╭──

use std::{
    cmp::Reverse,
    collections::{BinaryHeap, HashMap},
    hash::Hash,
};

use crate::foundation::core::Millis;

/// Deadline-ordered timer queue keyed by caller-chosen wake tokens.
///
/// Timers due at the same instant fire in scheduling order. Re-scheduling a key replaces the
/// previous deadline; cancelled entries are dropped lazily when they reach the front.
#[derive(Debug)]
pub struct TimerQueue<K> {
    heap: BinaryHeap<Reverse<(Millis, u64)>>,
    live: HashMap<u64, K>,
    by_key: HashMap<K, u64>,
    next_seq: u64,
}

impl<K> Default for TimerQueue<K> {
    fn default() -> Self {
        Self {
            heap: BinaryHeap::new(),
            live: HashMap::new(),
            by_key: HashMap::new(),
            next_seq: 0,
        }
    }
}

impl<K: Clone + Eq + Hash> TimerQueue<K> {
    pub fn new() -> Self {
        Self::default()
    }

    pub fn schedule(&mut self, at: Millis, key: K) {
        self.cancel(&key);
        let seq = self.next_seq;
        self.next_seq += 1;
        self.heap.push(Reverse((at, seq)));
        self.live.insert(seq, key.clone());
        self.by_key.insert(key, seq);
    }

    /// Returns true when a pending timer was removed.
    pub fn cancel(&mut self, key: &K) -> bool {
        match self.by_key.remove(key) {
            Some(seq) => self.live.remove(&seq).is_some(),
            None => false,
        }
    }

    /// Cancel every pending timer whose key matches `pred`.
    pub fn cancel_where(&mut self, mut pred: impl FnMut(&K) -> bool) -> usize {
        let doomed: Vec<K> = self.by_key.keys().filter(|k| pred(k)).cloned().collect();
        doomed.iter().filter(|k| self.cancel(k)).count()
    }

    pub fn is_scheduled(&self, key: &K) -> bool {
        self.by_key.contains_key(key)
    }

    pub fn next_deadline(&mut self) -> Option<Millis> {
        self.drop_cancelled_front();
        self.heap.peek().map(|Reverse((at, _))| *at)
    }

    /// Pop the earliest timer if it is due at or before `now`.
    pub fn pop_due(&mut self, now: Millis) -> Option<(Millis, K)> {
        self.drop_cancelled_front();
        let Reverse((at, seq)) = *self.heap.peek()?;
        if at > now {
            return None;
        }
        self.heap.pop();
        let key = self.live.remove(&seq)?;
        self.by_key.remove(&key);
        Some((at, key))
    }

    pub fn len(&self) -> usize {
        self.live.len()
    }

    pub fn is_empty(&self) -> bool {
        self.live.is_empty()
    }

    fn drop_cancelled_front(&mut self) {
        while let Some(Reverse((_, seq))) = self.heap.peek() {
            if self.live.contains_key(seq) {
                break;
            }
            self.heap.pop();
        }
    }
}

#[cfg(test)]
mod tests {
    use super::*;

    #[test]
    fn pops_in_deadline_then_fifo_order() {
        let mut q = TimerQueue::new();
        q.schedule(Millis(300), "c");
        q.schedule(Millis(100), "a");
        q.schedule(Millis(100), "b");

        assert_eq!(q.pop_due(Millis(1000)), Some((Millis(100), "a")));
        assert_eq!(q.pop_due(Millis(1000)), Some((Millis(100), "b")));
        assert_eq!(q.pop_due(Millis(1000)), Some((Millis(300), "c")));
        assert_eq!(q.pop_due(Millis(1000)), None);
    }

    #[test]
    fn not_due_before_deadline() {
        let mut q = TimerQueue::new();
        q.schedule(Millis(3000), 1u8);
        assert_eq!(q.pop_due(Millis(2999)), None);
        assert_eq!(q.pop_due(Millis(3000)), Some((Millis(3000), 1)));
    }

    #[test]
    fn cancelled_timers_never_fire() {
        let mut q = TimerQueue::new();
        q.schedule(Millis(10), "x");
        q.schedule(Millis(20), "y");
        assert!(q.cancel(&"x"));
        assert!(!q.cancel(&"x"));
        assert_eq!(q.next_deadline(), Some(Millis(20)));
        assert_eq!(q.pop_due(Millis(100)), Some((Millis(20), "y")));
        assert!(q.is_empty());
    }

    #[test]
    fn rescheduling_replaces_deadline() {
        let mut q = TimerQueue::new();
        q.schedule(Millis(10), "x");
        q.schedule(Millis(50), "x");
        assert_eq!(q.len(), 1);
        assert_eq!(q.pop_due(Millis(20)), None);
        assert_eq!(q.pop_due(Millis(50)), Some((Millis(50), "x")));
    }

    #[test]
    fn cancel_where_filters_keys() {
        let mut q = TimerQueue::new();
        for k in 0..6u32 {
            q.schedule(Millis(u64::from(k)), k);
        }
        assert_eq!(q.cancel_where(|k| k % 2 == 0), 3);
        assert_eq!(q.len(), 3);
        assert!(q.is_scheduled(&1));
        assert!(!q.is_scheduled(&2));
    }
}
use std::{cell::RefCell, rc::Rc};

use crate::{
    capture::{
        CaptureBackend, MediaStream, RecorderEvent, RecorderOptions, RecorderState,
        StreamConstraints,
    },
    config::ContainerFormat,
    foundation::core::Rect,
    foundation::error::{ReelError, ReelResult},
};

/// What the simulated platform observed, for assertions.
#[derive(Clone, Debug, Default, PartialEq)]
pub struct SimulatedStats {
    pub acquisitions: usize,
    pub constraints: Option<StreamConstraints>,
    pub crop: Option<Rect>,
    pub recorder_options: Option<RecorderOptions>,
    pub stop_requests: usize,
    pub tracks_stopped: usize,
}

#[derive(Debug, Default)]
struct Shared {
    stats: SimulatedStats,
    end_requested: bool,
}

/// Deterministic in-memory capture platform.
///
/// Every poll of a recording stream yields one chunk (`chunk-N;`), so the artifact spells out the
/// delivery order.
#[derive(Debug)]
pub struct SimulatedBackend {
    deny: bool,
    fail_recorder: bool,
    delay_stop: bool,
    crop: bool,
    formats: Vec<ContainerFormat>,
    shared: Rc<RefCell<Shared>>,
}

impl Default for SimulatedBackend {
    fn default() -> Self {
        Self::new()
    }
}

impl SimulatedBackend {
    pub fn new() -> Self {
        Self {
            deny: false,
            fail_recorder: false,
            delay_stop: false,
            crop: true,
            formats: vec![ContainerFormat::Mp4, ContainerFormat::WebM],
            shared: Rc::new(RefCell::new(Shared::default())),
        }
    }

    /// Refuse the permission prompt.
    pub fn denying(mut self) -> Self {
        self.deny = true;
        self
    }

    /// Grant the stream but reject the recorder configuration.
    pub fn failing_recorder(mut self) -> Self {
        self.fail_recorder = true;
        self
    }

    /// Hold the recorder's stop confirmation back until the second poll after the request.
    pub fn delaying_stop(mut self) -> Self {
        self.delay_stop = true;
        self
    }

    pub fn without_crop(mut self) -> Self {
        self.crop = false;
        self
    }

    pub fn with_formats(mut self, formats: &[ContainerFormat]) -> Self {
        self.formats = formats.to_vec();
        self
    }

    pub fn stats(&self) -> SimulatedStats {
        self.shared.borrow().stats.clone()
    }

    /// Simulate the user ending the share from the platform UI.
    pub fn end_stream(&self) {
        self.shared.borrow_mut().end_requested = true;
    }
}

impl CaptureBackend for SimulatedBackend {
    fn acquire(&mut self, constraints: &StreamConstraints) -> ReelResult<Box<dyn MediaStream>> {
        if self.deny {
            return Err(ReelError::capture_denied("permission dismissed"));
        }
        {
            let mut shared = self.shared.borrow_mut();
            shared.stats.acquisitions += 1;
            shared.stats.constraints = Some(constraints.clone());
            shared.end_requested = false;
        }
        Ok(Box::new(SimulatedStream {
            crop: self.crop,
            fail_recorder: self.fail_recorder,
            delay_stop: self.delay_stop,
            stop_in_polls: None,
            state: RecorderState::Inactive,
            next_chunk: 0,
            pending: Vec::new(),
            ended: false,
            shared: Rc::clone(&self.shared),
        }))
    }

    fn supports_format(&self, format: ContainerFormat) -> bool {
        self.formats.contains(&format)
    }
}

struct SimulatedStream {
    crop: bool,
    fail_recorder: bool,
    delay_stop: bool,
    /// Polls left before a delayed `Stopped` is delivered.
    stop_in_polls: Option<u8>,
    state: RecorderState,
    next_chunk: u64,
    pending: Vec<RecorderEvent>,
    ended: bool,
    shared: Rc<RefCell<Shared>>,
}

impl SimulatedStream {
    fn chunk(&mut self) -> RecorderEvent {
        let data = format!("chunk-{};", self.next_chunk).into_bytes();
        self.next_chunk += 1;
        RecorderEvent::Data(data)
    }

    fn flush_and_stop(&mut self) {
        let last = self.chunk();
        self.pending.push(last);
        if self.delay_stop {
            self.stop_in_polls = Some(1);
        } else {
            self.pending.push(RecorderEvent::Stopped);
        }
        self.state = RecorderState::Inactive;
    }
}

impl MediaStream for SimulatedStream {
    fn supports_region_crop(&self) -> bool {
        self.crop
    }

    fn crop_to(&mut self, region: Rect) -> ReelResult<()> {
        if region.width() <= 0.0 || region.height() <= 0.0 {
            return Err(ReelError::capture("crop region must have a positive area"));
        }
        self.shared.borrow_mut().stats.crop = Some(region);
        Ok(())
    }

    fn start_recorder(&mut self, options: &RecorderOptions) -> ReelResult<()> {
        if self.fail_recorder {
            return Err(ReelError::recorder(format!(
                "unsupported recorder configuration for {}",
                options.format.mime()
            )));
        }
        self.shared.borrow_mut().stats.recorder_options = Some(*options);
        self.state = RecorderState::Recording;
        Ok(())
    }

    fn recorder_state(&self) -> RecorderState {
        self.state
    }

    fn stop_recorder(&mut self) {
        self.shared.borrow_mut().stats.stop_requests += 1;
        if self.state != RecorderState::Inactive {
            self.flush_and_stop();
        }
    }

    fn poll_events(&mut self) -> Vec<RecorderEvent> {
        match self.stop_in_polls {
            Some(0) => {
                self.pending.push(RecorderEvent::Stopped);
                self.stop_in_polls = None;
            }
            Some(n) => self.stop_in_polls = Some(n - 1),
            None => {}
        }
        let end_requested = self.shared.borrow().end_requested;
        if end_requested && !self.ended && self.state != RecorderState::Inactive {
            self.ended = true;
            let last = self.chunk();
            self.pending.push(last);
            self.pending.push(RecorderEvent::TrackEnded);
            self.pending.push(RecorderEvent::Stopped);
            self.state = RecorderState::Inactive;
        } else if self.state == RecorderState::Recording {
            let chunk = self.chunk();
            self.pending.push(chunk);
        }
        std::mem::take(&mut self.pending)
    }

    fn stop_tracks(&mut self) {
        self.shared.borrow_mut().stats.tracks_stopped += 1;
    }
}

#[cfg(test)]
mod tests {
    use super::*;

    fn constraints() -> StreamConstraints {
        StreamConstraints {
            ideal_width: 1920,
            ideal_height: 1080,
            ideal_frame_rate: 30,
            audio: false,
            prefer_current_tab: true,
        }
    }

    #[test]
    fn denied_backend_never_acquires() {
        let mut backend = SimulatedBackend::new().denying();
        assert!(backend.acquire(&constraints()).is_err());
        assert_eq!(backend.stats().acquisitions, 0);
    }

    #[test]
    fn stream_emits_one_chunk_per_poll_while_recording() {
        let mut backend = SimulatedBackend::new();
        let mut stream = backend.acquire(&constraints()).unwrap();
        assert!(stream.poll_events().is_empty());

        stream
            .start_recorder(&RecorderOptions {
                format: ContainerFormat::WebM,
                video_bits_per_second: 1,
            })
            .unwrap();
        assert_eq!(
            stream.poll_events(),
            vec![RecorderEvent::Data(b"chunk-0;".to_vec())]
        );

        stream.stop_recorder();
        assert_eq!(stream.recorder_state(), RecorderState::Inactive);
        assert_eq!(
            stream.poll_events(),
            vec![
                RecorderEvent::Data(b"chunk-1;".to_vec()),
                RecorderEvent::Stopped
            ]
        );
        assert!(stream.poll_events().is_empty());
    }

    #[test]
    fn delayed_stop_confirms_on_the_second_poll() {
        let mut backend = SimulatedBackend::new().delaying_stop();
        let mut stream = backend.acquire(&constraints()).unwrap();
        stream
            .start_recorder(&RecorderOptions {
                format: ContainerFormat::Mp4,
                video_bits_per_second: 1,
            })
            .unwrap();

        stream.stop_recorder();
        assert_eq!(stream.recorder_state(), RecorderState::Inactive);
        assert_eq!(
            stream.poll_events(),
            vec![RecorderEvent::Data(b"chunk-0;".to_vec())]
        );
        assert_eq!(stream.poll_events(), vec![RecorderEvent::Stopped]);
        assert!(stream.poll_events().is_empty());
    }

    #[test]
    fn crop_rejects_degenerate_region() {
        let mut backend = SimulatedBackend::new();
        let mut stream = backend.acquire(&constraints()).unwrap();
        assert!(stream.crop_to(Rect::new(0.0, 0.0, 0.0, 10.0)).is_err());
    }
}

╰──

** What is being asked **
How many lines in this material contain the string "RefCell"? Only the number is wanted.

** Problem solution **
4